Regular exercise is another way Bouchard keeps the pressures of her work from negatively impacting her.

For Rick White, a long-time chief with Central Cariboo Search and Rescue, his team talks to each other regularly to keep their mental health in check.

“Everybody knows within the group we’re all available to talk 24/7,” he said. “When I first joined it was ‘don’t talk about it, be tough, man up.’ Now we know it’s out there we talk about it … it’s in the forefront of our group, like it is for all first responders. We’re proactive.”

Bob Piderman has been volunteering with land and auto extrication CCSAR for six years and credits the close bond between responders with staying healthy.

“We’re a very strong team, we support one another, that’s how we get through it. More often than not we have happy endings, so we can put up with the not-so- happy endings with the support of the others.”

Serving for four years as a civilian in a domestic violence unit alongside the RCMP in a very small community led Stacie Beck to her calling as a coroner.

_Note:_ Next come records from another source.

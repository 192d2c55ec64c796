use anyhow::{Context, Result};
use agentid_client::{
    identity_client::parse_pubkey, validate_config, ClientConfig, Cluster, Commitment, IdentityClient,
};

use crate::args::Cli;

/// Resolve flags and env over the cluster defaults.
pub fn config_from_cli(cli: &Cli) -> Result<ClientConfig> {
    if cli.cluster.trim().is_empty() {
        anyhow::bail!("cluster must not be empty");
    }
    let cluster: Cluster = cli.cluster.parse()?;
    let commitment: Commitment = cli.commitment.parse()?;

    let mut cfg = ClientConfig::for_cluster(cluster).with_commitment(commitment);
    if let Some(url) = &cli.rpc_url {
        cfg = cfg.with_rpc_url(url.clone());
    }
    if let Some(id) = &cli.program_id {
        cfg = cfg.with_program_id(parse_pubkey(id).context("--program-id")?);
    }
    if let Some(t) = &cli.treasury {
        cfg = cfg.with_treasury(parse_pubkey(t).context("--treasury")?);
    }
    for host in &cli.www_hosts {
        cfg = cfg.with_www_host(host.clone());
    }

    validate_config(&cfg)?;
    Ok(cfg)
}

pub fn connect(cli: &Cli) -> Result<IdentityClient> {
    let cfg = config_from_cli(cli)?;
    tracing::debug!(rpc = %cfg.rpc_url, program = %cfg.program_id, "connecting");
    Ok(IdentityClient::from_config(cfg)?)
}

“Someone has to take care of our deceased in the end. We have so many services that help people while they’re alive and I think it’s important because I’m able to provide answers to families or at least assist them in understanding what may have happened in a situation,” Beck said.

“It’s rewarding when I can provide them, whether it’s with personal effects that I’ve recovered on a scene or answers in terms of times or dates, or places or even just bringing their loved ones home. It’s really important when someone is missing to bring them home for that closure.”

Beck attributes the camaraderie of emergency responders in Williams Lake with staying healthy together.

“It’s the late night phone calls. I can sit here and call any emergency services about things we saw, smelled, felt, deal with, so they’re absolutely great here … If I didn’t have such an amazing team I probably would have quit many years ago.”

When pressed, Beck admitted there are tough times when you are an emergency responder.

“We’re also human beings. We’re going to have our bad days, we’re going to break down after a scene or an incident but it’s just important to remind ourselves that we’re here to help others and that’s why we do it.”

Following the photo shoot in August, Sandahl, using a combination of photography and digital drawing and painting, produced several images from his time with emergency responders in Williams Lake that have received world-wide attention, shining a bright light on the important work of first responders and the mental health challenges they face.

“I think there is still a lot we don’t know about (post traumatic stress disorder) and a lot we can do to make it better for everyone,” he said.